# [Exercise]
Only the lines below between the ones containing "Slow subscribers that" and "of completed outcomes)", inclusive, are to be reproduced, each exactly as it stands.

··· Dataset content ···

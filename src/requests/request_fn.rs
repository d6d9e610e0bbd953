//! # Closure-backed request (`RequestFn`)
//!
//! [`RequestFn`] wraps an execution closure `F: Fn() -> Fut` and a delivery
//! closure `D: Fn(Outcome<T>)`, producing a fresh future per `run` call. No
//! shared mutable state is required; if the closures need common state, put
//! it behind an explicit `Arc`.
//!
//! The one-shot contract (at most one `run` / `set_result` invocation) is the
//! coordinator's to honor; `RequestFn` does not police it.
//!
//! ## Example
//! ```rust
//! use reqvisor::{Outcome, Request, RequestFn, RequestRef};
//!
//! let r: RequestRef<String> = RequestFn::arc(
//!     "user:7",
//!     true,
//!     || async { Ok("payload".to_string()) },
//!     |_outcome: Outcome<String>| {
//!         // delivered from cache or a coalesced execution
//!     },
//! );
//!
//! assert_eq!(r.id(), "user:7");
//! ```

use std::borrow::Cow;
use std::future::Future;
use std::sync::Arc;

use async_trait::async_trait;

use crate::requests::request::{Outcome, Request};

/// Closure-backed request implementation.
///
/// Wraps an execution closure that *creates* a new future per `run` call and
/// a delivery closure for the `set_result` path.
pub struct RequestFn<F, D> {
    id: Cow<'static, str>,
    cacheable: bool,
    exec: F,
    deliver: D,
}

impl<F, D> RequestFn<F, D> {
    /// Creates a new closure-backed request.
    ///
    /// Prefer [`RequestFn::arc`] when you immediately need a
    /// [`RequestRef`](crate::RequestRef).
    pub fn new(id: impl Into<Cow<'static, str>>, cacheable: bool, exec: F, deliver: D) -> Self {
        Self {
            id: id.into(),
            cacheable,
            exec,
            deliver,
        }
    }

    /// Creates the request and returns it as a shared handle.
    ///
    /// ## Example
    /// ```rust
    /// use reqvisor::{Outcome, Request, RequestFn, RequestRef};
    ///
    /// let r: RequestRef<u32> = RequestFn::arc(
    ///     "answer",
    ///     false,
    ///     || async { Ok(42u32) },
    ///     |_outcome: Outcome<u32>| {},
    /// );
    /// assert!(!r.cacheable());
    /// ```
    pub fn arc(id: impl Into<Cow<'static, str>>, cacheable: bool, exec: F, deliver: D) -> Arc<Self> {
        Arc::new(Self::new(id, cacheable, exec, deliver))
    }
}

#[async_trait]
impl<T, F, Fut, D> Request for RequestFn<F, D>
where
    T: Clone + Send + Sync + 'static,
    F: Fn() -> Fut + Send + Sync + 'static, // Fn, not FnMut
    Fut: Future<Output = Outcome<T>> + Send + 'static,
    D: Fn(Outcome<T>) + Send + Sync + 'static,
{
    type Value = T;

    fn id(&self) -> &str {
        &self.id
    }

    async fn run(&self) -> Outcome<T> {
        (self.exec)().await
    }

    fn cacheable(&self) -> bool {
        self.cacheable
    }

    fn set_result(&self, outcome: Outcome<T>) {
        (self.deliver)(outcome)
    }
}
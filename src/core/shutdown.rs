//! # Cross-platform OS signal handling.
//!
//! Provides [`wait_for_shutdown_signal`], an async helper that completes
//! when the process receives a termination signal. Consumed by
//! [`Coordinator::stop_on_signal`](crate::Coordinator::stop_on_signal) to
//! turn a signal into a graceful drain.
//!
//! ## Signals
//! **Unix platforms:**
//! - `SIGINT` (Ctrl-C in terminal)
//! - `SIGTERM` (default kill signal, used by systemd/Kubernetes)
//! - `SIGQUIT` (quit signal, often used for hard stop)
//!
//! **Other platforms:**
//! - `Ctrl-C` via [`tokio::signal::ctrl_c`]

/// Waits for a termination signal.
///
/// Each call creates independent signal listeners. Returns `Ok(())` when any
/// signal is received, or `Err` if signal registration fails.
#[cfg(unix)]
pub(super) async fn wait_for_shutdown_signal() -> std::io::Result<()> {
    use tokio::signal::unix::{SignalKind, signal};

    let mut sigint = signal(SignalKind::interrupt())?;
    let mut sigterm = signal(SignalKind::terminate())?;
    let mut sigquit = signal(SignalKind::quit())?;

    tokio::select! {
        _ = tokio::signal::ctrl_c() => {},
        _ = sigint.recv()  => {},
        _ = sigterm.recv() => {},
        _ = sigquit.recv() => {},
    }
    Ok(())
}

/// Waits for a termination signal.
///
/// Each call creates independent signal listeners. Returns `Ok(())` when the
/// signal is received, or `Err` if signal registration fails.
#[cfg(not(unix))]
pub(super) async fn wait_for_shutdown_signal() -> std::io::Result<()> {
    tokio::signal::ctrl_c().await
}
//! # Coordinator: throttled, deduplicating request admission and shutdown.
//!
//! The [`Coordinator`] owns the coordination state (running flag, pending
//! queue, result cache, and execution pool) behind a single lock, plus the
//! dispatcher wake handle and the quiescence signal used by [`stop`].
//!
//! ## Key responsibilities
//! - accept submissions while running; silently discard them after stop
//! - wake the dispatcher on every submission, completion, and stop request
//! - block `stop` callers until the drain finishes (queue and pool empty)
//!
//! ## Shutdown path
//! ```text
//! stop()
//!   └─► running = false, publish StopRequested, wake dispatcher
//!         └─► dispatcher drains the queue:
//!                ├─ cache hits   → delivered (even while stopping)
//!                ├─ coalesced    → wait for the in-flight execution
//!                └─ everything else → dropped unresolved
//!             in-flight executions finish (never cancelled)
//!   ┌─► quiescence token cancelled once {stopped, queue ∅, pool ∅}
//! stop() returns
//! ```
//!
//! [`stop`]: Coordinator::stop

use std::collections::{HashSet, VecDeque};

use parking_lot::Mutex;
use tokio::sync::{Notify, broadcast};
use tokio_util::sync::CancellationToken;

use super::builder::CoordinatorBuilder;
use super::cache::ResultCache;
use super::config::Config;
use super::shutdown;
use crate::events::{Bus, Event, EventKind};
use crate::requests::RequestRef;

/// Coordination state guarded by the single coordinator lock.
///
/// Mutated only while holding the lock; request executions and result
/// deliveries always happen after the lock is released.
pub(super) struct State<T> {
    /// False once stop has been requested; no submissions are accepted after.
    pub(super) running: bool,
    /// Submitted-but-unresolved requests, in submission order.
    pub(super) queue: VecDeque<RequestRef<T>>,
    /// Identities currently executing; `len() ≤ throttle_limit` always.
    pub(super) pool: HashSet<String>,
    /// Completed outcomes by identity, FIFO-evicted.
    pub(super) cache: ResultCache<T>,
}

/// Throttled, deduplicating request coordinator.
///
/// Create one with [`Coordinator::builder`]; submit work with
/// [`submit`](Coordinator::submit); drain and stop with
/// [`stop`](Coordinator::stop). See the crate docs for the full lifecycle.
pub struct Coordinator<T> {
    /// Construction-time configuration.
    pub(super) cfg: Config,
    /// Event bus shared with the dispatcher and execution tasks.
    pub(super) bus: Bus,
    /// Coordination state (single-lock policy).
    pub(super) state: Mutex<State<T>>,
    /// Dispatcher wake-up: submissions, completions, and stop requests.
    pub(super) wake: Notify,
    /// Cancelled exactly once, when the coordinator becomes quiescent.
    pub(super) drained: CancellationToken,
}

impl<T> Coordinator<T>
where
    T: Clone + Send + Sync + 'static,
{
    /// Returns a builder for a coordinator with the given configuration.
    ///
    /// ## Example
    /// ```rust
    /// use reqvisor::{Config, Coordinator};
    ///
    /// #[tokio::main(flavor = "current_thread")]
    /// async fn main() {
    ///     let coordinator = Coordinator::<String>::builder(Config::new(2, 10)).build();
    ///     assert!(coordinator.is_running());
    ///     coordinator.stop().await;
    ///     assert!(!coordinator.is_running());
    /// }
    /// ```
    pub fn builder(cfg: Config) -> CoordinatorBuilder<T> {
        CoordinatorBuilder::new(cfg)
    }

    /// Assembles a coordinator around an existing bus.
    ///
    /// Called by [`CoordinatorBuilder::build`], which also spawns the
    /// dispatcher for it.
    pub(super) fn from_parts(cfg: Config, bus: Bus) -> Self {
        let cache = ResultCache::new(cfg.cache_capacity);
        Self {
            cfg,
            bus,
            state: Mutex::new(State {
                running: true,
                queue: VecDeque::new(),
                pool: HashSet::new(),
                cache,
            }),
            wake: Notify::new(),
            drained: CancellationToken::new(),
        }
    }

    /// Submits a request for coordination. Fire-and-forget.
    ///
    /// If the coordinator is running, the request joins the pending queue
    /// and resolves asynchronously: via `run` when admitted, or via
    /// `set_result` when its identity's outcome is already cached or becomes
    /// available through a coalesced execution.
    ///
    /// If [`stop`](Coordinator::stop) has been requested, the request is
    /// silently discarded: neither `run` nor `set_result` will be invoked.
    /// Callers must not submit after requesting shutdown.
    ///
    /// Never blocks and returns nothing; there is no error for "coordinator
    /// stopped".
    pub fn submit(&self, request: RequestRef<T>) {
        let queued = {
            let mut state = self.state.lock();
            if state.running {
                let ev = Event::new(EventKind::RequestQueued)
                    .with_id(request.id())
                    .with_depth(state.queue.len() + 1);
                state.queue.push_back(request);
                self.bus.publish(ev);
                true
            } else {
                self.bus
                    .publish(Event::new(EventKind::RequestDiscarded).with_id(request.id()));
                false
            }
        };
        if queued {
            self.wake.notify_one();
        }
    }

    /// Stops the coordinator and drains it. Returns once quiescent.
    ///
    /// Sets the running flag to false (idempotent), wakes the dispatcher,
    /// and waits until the pending queue and the execution pool are both
    /// empty. In-flight executions are never cancelled; queued requests
    /// that are neither cache hits nor coalesced against an in-flight
    /// execution are dropped unresolved (see
    /// [`EventKind::RequestDropped`]).
    ///
    /// Single shutdown owner: must not be called concurrently with itself.
    /// Returns immediately if the coordinator is already quiescent.
    pub async fn stop(&self) {
        {
            let mut state = self.state.lock();
            state.running = false;
            self.bus.publish(Event::new(EventKind::StopRequested));
        }
        self.wake.notify_one();
        self.drained.cancelled().await;
    }

    /// Waits for a termination signal, then runs the
    /// [`stop`](Coordinator::stop) protocol.
    ///
    /// Convenience for binaries embedding a coordinator: `SIGINT`,
    /// `SIGTERM`, and `SIGQUIT` (Ctrl-C on non-unix platforms) trigger the
    /// drain. Returns once quiescent, or with an error if signal
    /// registration fails.
    pub async fn stop_on_signal(&self) -> std::io::Result<()> {
        shutdown::wait_for_shutdown_signal().await?;
        self.stop().await;
        Ok(())
    }

    /// True until [`stop`](Coordinator::stop) has been requested.
    pub fn is_running(&self) -> bool {
        self.state.lock().running
    }

    /// Creates a receiver observing subsequent coordinator events.
    ///
    /// Independent of the [`Subscribe`](crate::Subscribe) fan-out; useful
    /// for ad-hoc inspection and tests.
    pub fn subscribe(&self) -> broadcast::Receiver<Event> {
        self.bus.subscribe()
    }
}
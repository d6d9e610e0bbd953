//! Subscriber API: non-blocking fan-out of coordinator events.
//!
//! Public modules:
//! - [`subscribe`]: the [`Subscribe`] trait (extension point);
//! - [`subscribe_set`]: the [`SubscriberSet`] fan-out with per-subscriber
//!   queues and workers;
//! - [`flight`]: the [`FlightTracker`] identity-phase tracker;
//! - `log`: the [`LogWriter`] stdout subscriber (feature `logging`).

mod flight;
mod subscribe;
mod subscribe_set;

pub use flight::FlightTracker;
pub use subscribe::Subscribe;
pub use subscribe_set::SubscriberSet;

#[cfg(feature = "logging")]
mod log;
#[cfg(feature = "logging")]
pub use log::LogWriter;
//! # Coordinator configuration.
//!
//! Provides [`Config`], the construction-time settings of a coordinator.
//!
//! ## Sentinel values
//! - `cache_capacity = 0` → caching disabled (completed outcomes are never
//!   stored; every submission of an identity not currently executing runs)
//! - `throttle_limit = 0` → clamped to 1 (the limit is inherently positive)

/// Construction-time configuration for a coordinator.
///
/// Defines:
/// - **Concurrency**: maximum simultaneous request executions
/// - **Caching**: number of distinct identities retained, FIFO-evicted
/// - **Event system**: bus capacity for event delivery
///
/// ## Field semantics
/// - `throttle_limit`: execution-pool bound (min 1; clamped by accessor)
/// - `cache_capacity`: result-cache bound (`0` = caching disabled)
/// - `bus_capacity`: event bus ring buffer size (min 1; clamped by Bus)
///
/// ## Notes
/// All fields are public for flexibility. Prefer the clamped accessors over
/// sprinkling sentinel checks across call sites.
#[derive(Clone, Debug)]
pub struct Config {
    /// Maximum number of request executions to run concurrently.
    ///
    /// At most this many identities are ever present in the execution pool.
    /// A value of `0` is treated as 1.
    pub throttle_limit: usize,

    /// Maximum number of distinct identities retained in the result cache.
    ///
    /// When an insertion would exceed the capacity, the entry inserted
    /// earliest is evicted first (strict FIFO, not recency-based).
    /// `0` disables caching entirely.
    pub cache_capacity: usize,

    /// Capacity of the event bus broadcast channel ring buffer.
    ///
    /// Slow subscribers that lag behind more than `bus_capacity` events
    /// will skip older items. Minimum value is 1 (enforced by the bus).
    pub bus_capacity: usize,
}

impl Config {
    /// Creates a configuration with the given throttle limit and cache
    /// capacity, keeping the default bus capacity.
    pub fn new(throttle_limit: usize, cache_capacity: usize) -> Self {
        Self {
            throttle_limit,
            cache_capacity,
            ..Self::default()
        }
    }

    /// Returns the throttle limit clamped to a minimum of 1.
    #[inline]
    pub fn throttle_limit_clamped(&self) -> usize {
        self.throttle_limit.max(1)
    }

    /// Returns a bus capacity clamped to a minimum of 1.
    #[inline]
    pub fn bus_capacity_clamped(&self) -> usize {
        self.bus_capacity.max(1)
    }
}

impl Default for Config {
    /// Default configuration:
    ///
    /// - `throttle_limit = 8` (modest parallelism)
    /// - `cache_capacity = 128` (bounded reuse of completed outcomes)
    /// - `bus_capacity = 1024` (good baseline)
    fn default() -> Self {
        Self {
            throttle_limit: 8,
            cache_capacity: 128,
            bus_capacity: 1024,
        }
    }
}
// This Source Code Form is subject to the terms of the Mozilla Public
// License, v. 2.0. If a copy of the MPL was not distributed with this
// file, You can obtain one at http://mozilla.org/MPL/2.0/.

use std::cmp::{max, Reverse};

use euclid::default::{Point2D, Rect, Size2D};
use crate::{PackError, PackRect, Placement, RectPacker};

/// Packer that keeps a list of free slots and splits them guillotine-style.
///
/// Rectangles are placed largest area first, each into the smallest free slot that holds it.
#[derive(Debug, Clone, Default, PartialEq, Eq)]
pub struct GuillotinePacker {
    slots: Vec<Rect<u32>>
}

impl GuillotinePacker {
    #[inline]
    pub fn new() -> GuillotinePacker {
        GuillotinePacker::default()
    }

    /// Find the smallest slot that will fit the given item, and carve the item out of it.
    fn place(&mut self, size: Size2D<u32>) -> Option<Rect<u32>> {
        let index = self.slots.iter().position(|slot| fits(size, slot.size))?;
        let slot = self.slots.swap_remove(index);
        let (new_1, new_2) = remaining_rects(size, slot);
        self.slots.extend([new_1, new_2].iter().cloned().filter(|r| !r.is_empty()));
        self.slots.sort_by_key(|r| r.size.width as u64 * r.size.height as u64);

        Some(Rect::new(slot.origin, size))
    }
}

impl RectPacker for GuillotinePacker {
    fn pack(&mut self, canvas: Size2D<u32>, rects: &[PackRect]) -> Result<Vec<Placement>, PackError> {
        self.slots.clear();
        self.slots.push(Rect::new(Point2D::zero(), canvas));

        let mut largest_first: Vec<usize> = (0..rects.len()).collect();
        largest_first.sort_by_key(|&i| Reverse(rects[i].area()));

        let mut placed = Vec::with_capacity(rects.len());
        let mut unplaced = Vec::new();
        for index in largest_first {
            let rect = rects[index];
            match self.place(rect.size) {
                Some(area) => placed.push((index, Placement { id: rect.id, rect: area })),
                None => unplaced.push(index)
            }
        }

        if unplaced.is_empty() {
            Ok(crate::in_request_order(rects, placed))
        } else {
            unplaced.sort_unstable();
            log::trace!("guillotine: {} of {} rects left over in {:?}", unplaced.len(), rects.len(), canvas);
            Err(PackError {
                unplaced: unplaced.into_iter().map(|i| rects[i].id).collect()
            })
        }
    }
}

fn fits(size: Size2D<u32>, container: Size2D<u32>) -> bool {
    size.width <= container.width && size.height <= container.height
}

/// Return the two remaining parts of the slot when the item is placed in its top left corner.
fn remaining_rects(dim: Size2D<u32>, Rect { origin: pos, size: slot }: Rect<u32>) -> (Rect<u32>, Rect<u32>) {
    debug_assert!(fits(dim, slot));
    let area = |w: u32, h: u32| w as u64 * h as u64;

    // Split whichever way leaves the bigger open rectangle.
    let vert_vol = max(area(slot.width, slot.height - dim.height), area(slot.width - dim.width, dim.height));
    let horiz_vol = max(area(dim.width, slot.height - dim.height), area(slot.width - dim.width, slot.height));

    if vert_vol > horiz_vol {
        //     |AA
        // ----+--
        // BBBBBBB
        // BBBBBBB
        (Rect::new(Point2D::new(pos.x + dim.width, pos.y),
                   Size2D::new(slot.width - dim.width, dim.height)),
         Rect::new(Point2D::new(pos.x, pos.y + dim.height),
                   Size2D::new(slot.width, slot.height - dim.height)))
    } else {
        //     |BB
        // ----+BB
        // AAAA|BB
        // AAAA|BB
        (Rect::new(Point2D::new(pos.x, pos.y + dim.height),
                   Size2D::new(dim.width, slot.height - dim.height)),
         Rect::new(Point2D::new(pos.x + dim.width, pos.y),
                   Size2D::new(slot.width - dim.width, slot.height)))
    }
}

#[cfg(test)]
mod test {
    use super::*;
    use crate::test_helpers::assert_valid;
    use rand::{Rng, SeedableRng, rngs::StdRng};

    #[test]
    fn test_split_keeps_larger_slot() {
        let slot = Rect::new(Point2D::new(0, 0), Size2D::new(100, 10));
        let (a, b) = remaining_rects(Size2D::new(10, 5), slot);
        // The full-height strip to the right is the larger remainder.
        assert_eq!(Rect::new(Point2D::new(0, 5), Size2D::new(10, 5)), a);
        assert_eq!(Rect::new(Point2D::new(10, 0), Size2D::new(90, 10)), b);
    }

    #[test]
    fn test_request_order_preserved() {
        let mut packer = GuillotinePacker::new();
        let rects = [PackRect::new(3, 8, 8), PackRect::new(9, 32, 32), PackRect::new(1, 16, 16)];
        let canvas = Size2D::new(64, 64);
        let placed = packer.pack(canvas, &rects).unwrap();
        assert_valid(canvas, &rects, &placed);
        assert_eq!(Point2D::new(0, 0), placed[1].rect.origin);
    }

    #[test]
    fn test_reports_unplaced() {
        let mut packer = GuillotinePacker::new();
        let rects = [PackRect::new(0, 64, 64), PackRect::new(1, 1, 1)];
        let err = packer.pack(Size2D::new(64, 64), &rects).unwrap_err();
        assert_eq!(vec![1], err.unplaced);
    }

    #[test]
    fn test_random_never_overlaps() {
        let mut rng = StdRng::seed_from_u64(0xA71A5);
        let mut packer = GuillotinePacker::new();
        let canvas = Size2D::new(256, 256);

        for _ in 0..32 {
            let count = rng.gen_range(1, 48);
            let rects: Vec<_> = (0..count)
                .map(|i| PackRect::new(i, rng.gen_range(1, 64), rng.gen_range(1, 64)))
                .collect();
            if let Ok(placed) = packer.pack(canvas, &rects) {
                assert_valid(canvas, &rects, &placed);
            }
        }
    }
}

···

# [Response area]
    /// Slow subscribers that lag behind more than `bus_capacity` events
    /// will skip older items. Minimum value is 1 (enforced by the bus).
    pub bus_capacity: usize,
}

impl Config {
    /// Creates a configuration with the given throttle limit and cache
    /// capacity, keeping the default bus capacity.
    pub fn new(throttle_limit: usize, cache_capacity: usize) -> Self {
        Self {
            throttle_limit,
            cache_capacity,
            ..Self::default()
        }
    }

    /// Returns the throttle limit clamped to a minimum of 1.
    #[inline]
    pub fn throttle_limit_clamped(&self) -> usize {
        self.throttle_limit.max(1)
    }

    /// Returns a bus capacity clamped to a minimum of 1.
    #[inline]
    pub fn bus_capacity_clamped(&self) -> usize {
        self.bus_capacity.max(1)
    }
}

impl Default for Config {
    /// Default configuration:
    ///
    /// - `throttle_limit = 8` (modest parallelism)
    /// - `cache_capacity = 128` (bounded reuse of completed outcomes)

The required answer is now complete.